For the study, researchers recruited 73 men and women suffering from moderate to severe sleep apnea. Participants were placed into one of three groups. One group was given 2.5 mg of dronabinol before bedtime; another was given 10 mg of dronabinol before bedtime, and the third group was given a placebo. All participants took their respective drugs for six weeks while researchers closely monitored their sleeping habits.
After analyzing the results, researchers concluded that participants in the 2.5-mg group experienced 10.5 fewer sleep apnea events per hour after taking dronabinol while participants in the 10-mg group experienced 12.9 fewer events. Patients in the control group underwent no significant differences in improvement.
Although THC is the primary psychoactive compound in cannabis, participants in this study didn’t experience any psychotropic effects. Eighty-eight percent, however, reported at least one adverse side effect of the drug. Most of these side effects were minor, with the most serious being a single instance of diarrhea and vomiting. Researchers say this event could be related to dronabinol, but there’s no definitive proof linking it to the drug.
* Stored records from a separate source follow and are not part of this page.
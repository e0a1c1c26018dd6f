use crate::classifier::normalize_description;
use crate::schema::DreCategoryType;
use std::sync::OnceLock;

/// Built-in keyword heuristics, consulted after tenant rules.
///
/// Iteration order is fixed: groups in waterfall order, keywords in listed order.
pub const DEFAULT_KEYWORDS: &[(DreCategoryType, &[&str])] = &[
    (
        DreCategoryType::ReceitaBruta,
        &[
            "venda",
            "vendas",
            "faturamento",
            "receita de serviço",
            "prestação de serviço",
            "recebimento de cliente",
            "pix recebido",
            "mensalidade",
        ],
    ),
    (
        DreCategoryType::DeducaoReceita,
        &[
            "simples nacional",
            "icms",
            "cofins",
            "issqn",
            "devolução",
            "desconto concedido",
            "estorno de venda",
        ],
    ),
    (
        DreCategoryType::CustoProdutos,
        &[
            "fornecedor",
            "mercadoria",
            "matéria prima",
            "matéria-prima",
            "insumo",
            "compra de estoque",
            "frete de compra",
        ],
    ),
    (
        DreCategoryType::DespesaAdministrativa,
        &[
            "salário",
            "folha de pagamento",
            "pró-labore",
            "pro labore",
            "contabilidade",
            "contador",
            "honorários",
            "software",
            "material de escritório",
            "inss",
            "fgts",
        ],
    ),
    (
        DreCategoryType::DespesaComercial,
        &[
            "marketing",
            "publicidade",
            "propaganda",
            "anúncio",
            "comissão",
            "google ads",
            "facebook ads",
            "meta ads",
            "brinde",
        ],
    ),
    (
        DreCategoryType::DespesaGeral,
        &[
            "aluguel",
            "energia",
            "luz",
            "água",
            "internet",
            "telefone",
            "condomínio",
            "manutenção",
            "limpeza",
            "seguro",
        ],
    ),
    (
        DreCategoryType::DepreciacaoAmortizacao,
        &["depreciação", "amortização"],
    ),
    (
        DreCategoryType::ReceitaFinanceira,
        &[
            "rendimento",
            "juros recebidos",
            "aplicação financeira",
            "resgate de aplicação",
            "cashback",
        ],
    ),
    (
        DreCategoryType::DespesaFinanceira,
        &[
            "tarifa bancária",
            "tarifa",
            "juros",
            "iof",
            "multa",
            "taxa de cartão",
            "empréstimo",
        ],
    ),
    (
        DreCategoryType::ImpostoRenda,
        &["irpj", "imposto de renda"],
    ),
    (
        DreCategoryType::Csll,
        &["csll", "contribuição social"],
    ),
];

#[derive(Debug)]
pub struct KeywordGroup {
    pub category_type: DreCategoryType,
    pub keywords: Vec<String>,
}

/// [`DEFAULT_KEYWORDS`] with every keyword already normalized.
pub fn normalized_default_keywords() -> &'static [KeywordGroup] {
    static GROUPS: OnceLock<Vec<KeywordGroup>> = OnceLock::new();
    GROUPS.get_or_init(|| {
        DEFAULT_KEYWORDS
            .iter()
            .map(|(category_type, keywords)| KeywordGroup {
                category_type: *category_type,
                keywords: keywords
                    .iter()
                    .map(|k| normalize_description(k))
                    .filter(|k| !k.is_empty())
                    .collect(),
            })
            .collect()
    })
}

#[cfg(test)]
mod tests {
    use super::*;

    #[test]
    fn test_every_type_has_keywords() {
        for category_type in DreCategoryType::ALL {
            assert!(
                DEFAULT_KEYWORDS
                    .iter()
                    .any(|(t, k)| *t == category_type && !k.is_empty()),
                "missing keywords for {:?}",
                category_type
            );
        }
    }

    #[test]
    fn test_normalized_keywords_are_ascii() {
        for group in normalized_default_keywords() {
            for keyword in &group.keywords {
                assert!(keyword.is_ascii(), "{} is not normalized", keyword);
                assert_eq!(keyword, &normalize_description(keyword));
            }
        }
    }

    #[test]
    fn test_order_matches_source_table() {
        let groups = normalized_default_keywords();
        assert_eq!(groups.len(), DEFAULT_KEYWORDS.len());
        assert_eq!(groups[0].category_type, DreCategoryType::ReceitaBruta);
        assert_eq!(groups[0].keywords[0], "venda");
        assert!(groups
            .iter()
            .any(|g| g.keywords.iter().any(|k| k == "materia prima")));
    }
}
use crate::error::{DreError, Result};
use chrono::{Datelike, Days, NaiveDate};

pub fn last_day_of_month(year: i32, month: u32) -> Option<NaiveDate> {
    let next_month = if month == 12 { 1 } else { month + 1 };
    let next_year = if month == 12 { year + 1 } else { year };

    NaiveDate::from_ymd_opt(next_year, next_month, 1)?.checked_sub_days(Days::new(1))
}

pub fn months_between(start: NaiveDate, end: NaiveDate) -> i32 {
    let year_diff = end.year() - start.year();
    let month_diff = end.month() as i32 - start.month() as i32;
    year_diff * 12 + month_diff
}

/// `YYYY-MM` label of the calendar month lying `months` after `date`'s month.
///
/// Only the year and month of `date` matter, so a period ending on the 31st
/// never spills into the following month.
pub fn month_label_after(date: NaiveDate, months: u32) -> String {
    let index = i64::from(date.year()) * 12 + i64::from(date.month0()) + i64::from(months);
    format!("{:04}-{:02}", index.div_euclid(12), index.rem_euclid(12) + 1)
}

/// Rounds half away from zero to `decimals` places.
pub fn round_to(value: f64, decimals: i32) -> f64 {
    let factor = 10f64.powi(decimals);
    (value * factor).round() / factor
}

/// Parses a period string in the format "YYYY-MM" or "YYYY-MM:YYYY-MM"
/// Returns (start_date, end_date)
pub fn parse_period_string(period: &str) -> Result<(NaiveDate, NaiveDate)> {
    let parts: Vec<&str> = period.split(':').collect();

    match parts.len() {
        1 => {
            let start_date = parse_month_start(parts[0])?;
            let end_date = month_end_of(start_date)?;
            Ok((start_date, end_date))
        }
        2 => {
            let start_date = parse_month_start(parts[0])?;
            let end_date = month_end_of(parse_month_start(parts[1])?)?;
            Ok((start_date, end_date))
        }
        _ => Err(DreError::DateError(format!(
            "Invalid period format: {}. Expected 'YYYY-MM' or 'YYYY-MM:YYYY-MM'",
            period
        ))),
    }
}

fn parse_month_start(raw: &str) -> Result<NaiveDate> {
    let start_str = format!("{}-01", raw.trim());
    NaiveDate::parse_from_str(&start_str, "%Y-%m-%d").map_err(|_| {
        DreError::DateError(format!(
            "Invalid date format in period: {}. Expected YYYY-MM",
            raw
        ))
    })
}

fn month_end_of(date: NaiveDate) -> Result<NaiveDate> {
    last_day_of_month(date.year(), date.month())
        .ok_or_else(|| DreError::DateError(format!("No month end for {}", date)))
}

#[cfg(test)]
mod tests {
    use super::*;

    #[test]
    fn test_last_day_of_month() {
        assert_eq!(
            last_day_of_month(2023, 2),
            NaiveDate::from_ymd_opt(2023, 2, 28)
        );
        assert_eq!(
            last_day_of_month(2024, 2),
            NaiveDate::from_ymd_opt(2024, 2, 29)
        );
        assert_eq!(
            last_day_of_month(2023, 12),
            NaiveDate::from_ymd_opt(2023, 12, 31)
        );
    }

    #[test]
    fn test_months_between() {
        let start = NaiveDate::from_ymd_opt(2023, 11, 1).unwrap();
        let end = NaiveDate::from_ymd_opt(2024, 2, 29).unwrap();
        assert_eq!(months_between(start, end), 3);
    }

    #[test]
    fn test_month_label_after() {
        let date = NaiveDate::from_ymd_opt(2024, 1, 31).unwrap();
        assert_eq!(month_label_after(date, 0), "2024-01");
        assert_eq!(month_label_after(date, 1), "2024-02");
        assert_eq!(month_label_after(date, 11), "2024-12");
        assert_eq!(month_label_after(date, 12), "2025-01");
        assert_eq!(month_label_after(date, 25), "2026-02");
        assert_eq!(month_label_after(date, u32::MAX), "357915965-04");
    }

    #[test]
    fn test_round_to_half_away_from_zero() {
        // 0.125 and 2.5 are exact in binary, so these are true ties.
        assert_eq!(round_to(0.125, 2), 0.13);
        assert_eq!(round_to(-0.125, 2), -0.13);
        assert_eq!(round_to(2.5, 0), 3.0);
        assert_eq!(round_to(-2.5, 0), -3.0);
        assert_eq!(round_to(12.34, 1), 12.3);
    }

    #[test]
    fn test_parse_period_string_month_and_range() {
        let (start, end) = parse_period_string("2023-02").unwrap();
        assert_eq!(start, NaiveDate::from_ymd_opt(2023, 2, 1).unwrap());
        assert_eq!(end, NaiveDate::from_ymd_opt(2023, 2, 28).unwrap());

        let (start, end) = parse_period_string("2023-01:2023-03").unwrap();
        assert_eq!(start, NaiveDate::from_ymd_opt(2023, 1, 1).unwrap());
        assert_eq!(end, NaiveDate::from_ymd_opt(2023, 3, 31).unwrap());
    }

    #[test]
    fn test_parse_period_string_rejects_garbage() {
        assert!(parse_period_string("march").is_err());
        assert!(parse_period_string("2023-01:2023-02:2023-03").is_err());
    }
}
The most common treatment for sleep apnea involves wearing a device that forces the person’s airways to remain open during sleep. Known as a continuous positive airway pressure (CPAP) device, many people stop wearing it because of its large, cumbersome size. With new research shining a light on dronabinol, perhaps we’ll see new medications available shortly for the millions of people who suffer from sleep apnea.